RECORDS FOR THIS TASK:
┌────────

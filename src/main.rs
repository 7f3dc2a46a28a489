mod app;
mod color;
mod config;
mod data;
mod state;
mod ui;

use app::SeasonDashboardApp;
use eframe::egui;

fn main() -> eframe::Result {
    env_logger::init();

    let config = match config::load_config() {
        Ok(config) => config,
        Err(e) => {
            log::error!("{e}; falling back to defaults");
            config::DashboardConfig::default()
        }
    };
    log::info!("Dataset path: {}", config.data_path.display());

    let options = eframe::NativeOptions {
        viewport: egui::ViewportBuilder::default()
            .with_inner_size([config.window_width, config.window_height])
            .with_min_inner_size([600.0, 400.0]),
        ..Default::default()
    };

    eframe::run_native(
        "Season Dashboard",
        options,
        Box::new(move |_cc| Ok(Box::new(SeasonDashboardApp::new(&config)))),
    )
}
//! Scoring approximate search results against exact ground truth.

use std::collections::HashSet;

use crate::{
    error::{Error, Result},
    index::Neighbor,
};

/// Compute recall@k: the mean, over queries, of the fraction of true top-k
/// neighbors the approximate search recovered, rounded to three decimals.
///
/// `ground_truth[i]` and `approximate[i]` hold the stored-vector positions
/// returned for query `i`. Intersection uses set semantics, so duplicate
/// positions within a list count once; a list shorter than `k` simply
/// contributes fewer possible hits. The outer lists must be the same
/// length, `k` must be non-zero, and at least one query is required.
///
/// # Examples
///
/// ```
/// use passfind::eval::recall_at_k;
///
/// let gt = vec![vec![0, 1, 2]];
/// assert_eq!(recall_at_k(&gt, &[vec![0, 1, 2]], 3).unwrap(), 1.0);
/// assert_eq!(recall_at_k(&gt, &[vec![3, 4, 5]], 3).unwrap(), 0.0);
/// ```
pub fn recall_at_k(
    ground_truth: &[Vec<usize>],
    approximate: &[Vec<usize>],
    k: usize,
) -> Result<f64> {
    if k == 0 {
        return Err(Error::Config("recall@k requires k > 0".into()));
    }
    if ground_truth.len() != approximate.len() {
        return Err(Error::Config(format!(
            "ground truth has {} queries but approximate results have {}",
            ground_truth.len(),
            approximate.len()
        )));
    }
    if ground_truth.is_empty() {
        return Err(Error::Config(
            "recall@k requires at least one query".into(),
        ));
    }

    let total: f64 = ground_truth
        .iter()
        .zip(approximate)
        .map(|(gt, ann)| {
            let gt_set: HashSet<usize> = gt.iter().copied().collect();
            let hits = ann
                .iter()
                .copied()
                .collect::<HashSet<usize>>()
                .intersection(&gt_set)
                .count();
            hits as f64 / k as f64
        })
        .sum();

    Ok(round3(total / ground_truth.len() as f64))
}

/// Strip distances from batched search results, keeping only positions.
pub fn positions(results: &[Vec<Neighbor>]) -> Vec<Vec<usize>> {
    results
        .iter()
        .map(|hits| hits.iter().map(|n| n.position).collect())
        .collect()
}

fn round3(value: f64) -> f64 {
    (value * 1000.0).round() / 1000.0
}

└────────
┌────────

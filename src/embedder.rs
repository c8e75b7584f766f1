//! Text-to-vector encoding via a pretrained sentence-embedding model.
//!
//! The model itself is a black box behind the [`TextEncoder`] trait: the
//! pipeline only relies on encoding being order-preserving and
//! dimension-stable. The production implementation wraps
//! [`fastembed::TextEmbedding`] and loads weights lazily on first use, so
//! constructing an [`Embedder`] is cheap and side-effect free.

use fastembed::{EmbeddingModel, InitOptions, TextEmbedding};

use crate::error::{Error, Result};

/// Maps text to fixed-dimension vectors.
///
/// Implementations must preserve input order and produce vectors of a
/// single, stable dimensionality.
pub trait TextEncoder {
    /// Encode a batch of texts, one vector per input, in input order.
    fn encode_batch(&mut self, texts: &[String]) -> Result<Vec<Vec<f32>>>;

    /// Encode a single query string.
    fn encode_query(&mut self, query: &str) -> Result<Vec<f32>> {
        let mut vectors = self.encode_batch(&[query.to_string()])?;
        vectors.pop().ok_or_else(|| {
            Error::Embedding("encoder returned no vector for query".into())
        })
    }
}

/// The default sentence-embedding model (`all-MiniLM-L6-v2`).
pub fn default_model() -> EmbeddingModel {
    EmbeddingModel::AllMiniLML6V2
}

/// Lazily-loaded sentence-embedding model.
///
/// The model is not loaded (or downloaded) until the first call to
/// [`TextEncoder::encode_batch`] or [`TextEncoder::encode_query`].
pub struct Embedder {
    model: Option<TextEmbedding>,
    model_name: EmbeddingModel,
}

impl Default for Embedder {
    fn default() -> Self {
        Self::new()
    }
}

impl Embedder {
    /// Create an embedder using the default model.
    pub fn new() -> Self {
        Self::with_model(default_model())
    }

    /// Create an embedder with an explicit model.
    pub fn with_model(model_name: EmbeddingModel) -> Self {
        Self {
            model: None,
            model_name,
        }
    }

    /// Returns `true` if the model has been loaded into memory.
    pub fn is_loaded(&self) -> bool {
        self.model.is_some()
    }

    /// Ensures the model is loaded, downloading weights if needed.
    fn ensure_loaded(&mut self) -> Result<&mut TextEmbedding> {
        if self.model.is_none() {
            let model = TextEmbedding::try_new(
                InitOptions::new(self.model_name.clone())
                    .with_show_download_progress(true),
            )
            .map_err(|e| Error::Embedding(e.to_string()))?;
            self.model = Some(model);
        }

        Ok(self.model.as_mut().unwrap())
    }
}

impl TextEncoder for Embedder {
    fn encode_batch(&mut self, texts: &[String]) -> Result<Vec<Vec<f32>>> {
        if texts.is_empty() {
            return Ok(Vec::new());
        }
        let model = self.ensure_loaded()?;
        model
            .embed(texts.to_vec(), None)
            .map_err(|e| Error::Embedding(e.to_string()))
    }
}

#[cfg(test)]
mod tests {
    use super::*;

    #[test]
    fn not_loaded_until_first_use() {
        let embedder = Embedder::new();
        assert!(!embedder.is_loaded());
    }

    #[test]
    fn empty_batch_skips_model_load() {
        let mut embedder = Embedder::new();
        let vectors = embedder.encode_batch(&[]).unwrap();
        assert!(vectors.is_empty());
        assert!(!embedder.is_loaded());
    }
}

└────────

WHAT YOU NEED TO DO: There is a line with "filename src/main.rs" and a line with "viewport: egui::ViewportBuilder::default()" above. Copy exactly those two lines and all lines between them, with nothing else.

RESPONSE TO THIS TASK:
filename src/main.rs
repository 7f3dc2a46a28a489
mod app;
mod color;
mod config;
mod data;
mod state;
mod ui;

use app::SeasonDashboardApp;
use eframe::egui;

fn main() -> eframe::Result {
    env_logger::init();

    let config = match config::load_config() {
        Ok(config) => config,
        Err(e) => {
            log::error!("{e}; falling back to defaults");
            config::DashboardConfig::default()
        }
    };
    log::info!("Dataset path: {}", config.data_path.display());

    let options = eframe::NativeOptions {
        viewport: egui::ViewportBuilder::default()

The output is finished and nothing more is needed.